Every entry needs to appear again exactly as written below.

[Records drawn from a dataset]
******
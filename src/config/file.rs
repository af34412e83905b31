//! Configuration file loading and template generation.

use std::fs;
use std::path::Path;

use tracing::{info, warn};

use super::Config;
use crate::error::{Error, Result};

const TEMPLATE_BANNER: &str = "\
# Puzzle-box controller configuration.
#
# This file was generated with stock defaults. Review every value before
# starting a session; all fields are optional and fall back to the values
# shown here. Trial templates are ANSWER-CUE pairs: the answer character
# is R, L, E (either), I (input), S (same as preference) or O (opposite
# from preference); the cue character is R, L, B (both) or N (neither).

";

impl Config {
    /// Load the configuration from `path`.
    ///
    /// # Errors
    ///
    /// Returns [`Error::Io`] when the file cannot be read,
    /// [`Error::ConfigSyntax`] on bad TOML, or [`Error::Config`] when
    /// validation fails.
    pub fn load<P: AsRef<Path>>(path: P) -> Result<Self> {
        let content = fs::read_to_string(path.as_ref())?;
        let config: Self = toml::from_str(&content)?;
        config.validate()?;
        info!(path = %path.as_ref().display(), "configuration loaded");
        Ok(config)
    }

    /// Load the configuration, or generate a template and stop.
    ///
    /// On first run with no configuration present, a template with stock
    /// defaults is written to `path` and [`Error::TemplateCreated`] is
    /// returned: the operator must review the template before restart.
    ///
    /// # Errors
    ///
    /// Returns [`Error::TemplateCreated`] after writing a template, or any
    /// error from [`Config::load`].
    pub fn load_or_template<P: AsRef<Path>>(path: P) -> Result<Self> {
        let path = path.as_ref();
        if path.exists() {
            return Self::load(path);
        }
        warn!(path = %path.display(), "configuration file not found, writing template");
        Self::default().write_template(path)?;
        Err(Error::TemplateCreated { path: path.to_path_buf() })
    }

    /// Write this configuration as a commented template.
    ///
    /// # Errors
    ///
    /// Returns [`Error::Io`] when the file cannot be written.
    pub fn write_template(&self, path: &Path) -> Result<()> {
        let body = toml::to_string_pretty(self)
            .map_err(|e| Error::Config(format!("cannot serialize template: {e}")))?;
        fs::write(path, format!("{TEMPLATE_BANNER}{body}"))?;
        Ok(())
    }
}

#[cfg(test)]
mod tests {
    use super::*;

    #[test]
    fn test_template_round_trip() {
        let dir = tempfile::tempdir().unwrap();
        let path = dir.path().join("puzzlebox.toml");

        // First load writes a template and stops.
        let err = Config::load_or_template(&path).unwrap_err();
        assert!(matches!(err, Error::TemplateCreated { .. }));
        assert!(path.exists());

        // Second load parses the template back to the defaults.
        let config = Config::load_or_template(&path).unwrap();
        assert_eq!(config, Config::default());
    }

    #[test]
    fn test_load_rejects_bad_syntax() {
        let dir = tempfile::tempdir().unwrap();
        let path = dir.path().join("puzzlebox.toml");
        fs::write(&path, "[blocks\ntrials_in_block = 4").unwrap();
        assert!(matches!(Config::load(&path), Err(Error::ConfigSyntax(_))));
    }

    #[test]
    fn test_load_runs_validation() {
        let dir = tempfile::tempdir().unwrap();
        let path = dir.path().join("puzzlebox.toml");
        fs::write(&path, "[blocks]\ntrials_in_block = 0\n").unwrap();
        assert!(matches!(Config::load(&path), Err(Error::Config(_))));
    }
}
******
• [OUTPUT FOR THIS EXERCISE]
filename src/config/file.rs
repository af34412e83905b31
//! Configuration file loading and template generation.

use std::fs;
use std::path::Path;

use tracing::{info, warn};

use super::Config;
use crate::error::{Error, Result};

const TEMPLATE_BANNER: &str = "\
# Puzzle-box controller configuration.
#
# This file was generated with stock defaults. Review every value before
# starting a session; all fields are optional and fall back to the values
# shown here. Trial templates are ANSWER-CUE pairs: the answer character
# is R, L, E (either), I (input), S (same as preference) or O (opposite
# from preference); the cue character is R, L, B (both) or N (neither).

";

impl Config {
    /// Load the configuration from `path`.
    ///
    /// # Errors
    ///
    /// Returns [`Error::Io`] when the file cannot be read,
    /// [`Error::ConfigSyntax`] on bad TOML, or [`Error::Config`] when
    /// validation fails.
    pub fn load<P: AsRef<Path>>(path: P) -> Result<Self> {
        let content = fs::read_to_string(path.as_ref())?;
        let config: Self = toml::from_str(&content)?;
        config.validate()?;
        info!(path = %path.as_ref().display(), "configuration loaded");
        Ok(config)
    }

    /// Load the configuration, or generate a template and stop.
    ///
    /// On first run with no configuration present, a template with stock
    /// defaults is written to `path` and [`Error::TemplateCreated`] is
    /// returned: the operator must review the template before restart.
    ///
    /// # Errors
    ///
    /// Returns [`Error::TemplateCreated`] after writing a template, or any
    /// error from [`Config::load`].
    pub fn load_or_template<P: AsRef<Path>>(path: P) -> Result<Self> {
        let path = path.as_ref();
        if path.exists() {
            return Self::load(path);
        }
        warn!(path = %path.display(), "configuration file not found, writing template");
        Self::default().write_template(path)?;
        Err(Error::TemplateCreated { path: path.to_path_buf() })
    }

    /// Write this configuration as a commented template.
    ///
    /// # Errors
    ///
    /// Returns [`Error::Io`] when the file cannot be written.
    pub fn write_template(&self, path: &Path) -> Result<()> {
        let body = toml::to_string_pretty(self)
            .map_err(|e| Error::Config(format!("cannot serialize template: {e}")))?;
        fs::write(path, format!("{TEMPLATE_BANNER}{body}"))?;
        Ok(())
    }
}

#[cfg(test)]
mod tests {
    use super::*;

    #[test]
    fn test_template_round_trip() {
        let dir = tempfile::tempdir().unwrap();
        let path = dir.path().join("puzzlebox.toml");

        // First load writes a template and stops.
        let err = Config::load_or_template(&path).unwrap_err();
        assert!(matches!(err, Error::TemplateCreated { .. }));
        assert!(path.exists());

        // Second load parses the template back to the defaults.
        let config = Config::load_or_template(&path).unwrap();
        assert_eq!(config, Config::default());
    }

    #[test]
    fn test_load_rejects_bad_syntax() {
        let dir = tempfile::tempdir().unwrap();
        let path = dir.path().join("puzzlebox.toml");
        fs::write(&path, "[blocks\ntrials_in_block = 4").unwrap();
        assert!(matches!(Config::load(&path), Err(Error::ConfigSyntax(_))));
    }

    #[test]
    fn test_load_runs_validation() {
        let dir = tempfile::tempdir().unwrap();
        let path = dir.path().join("puzzlebox.toml");
        fs::write(&path, "[blocks]\ntrials_in_block = 0\n").unwrap();
        assert!(matches!(Config::load(&path), Err(Error::Config(_))));
    }
}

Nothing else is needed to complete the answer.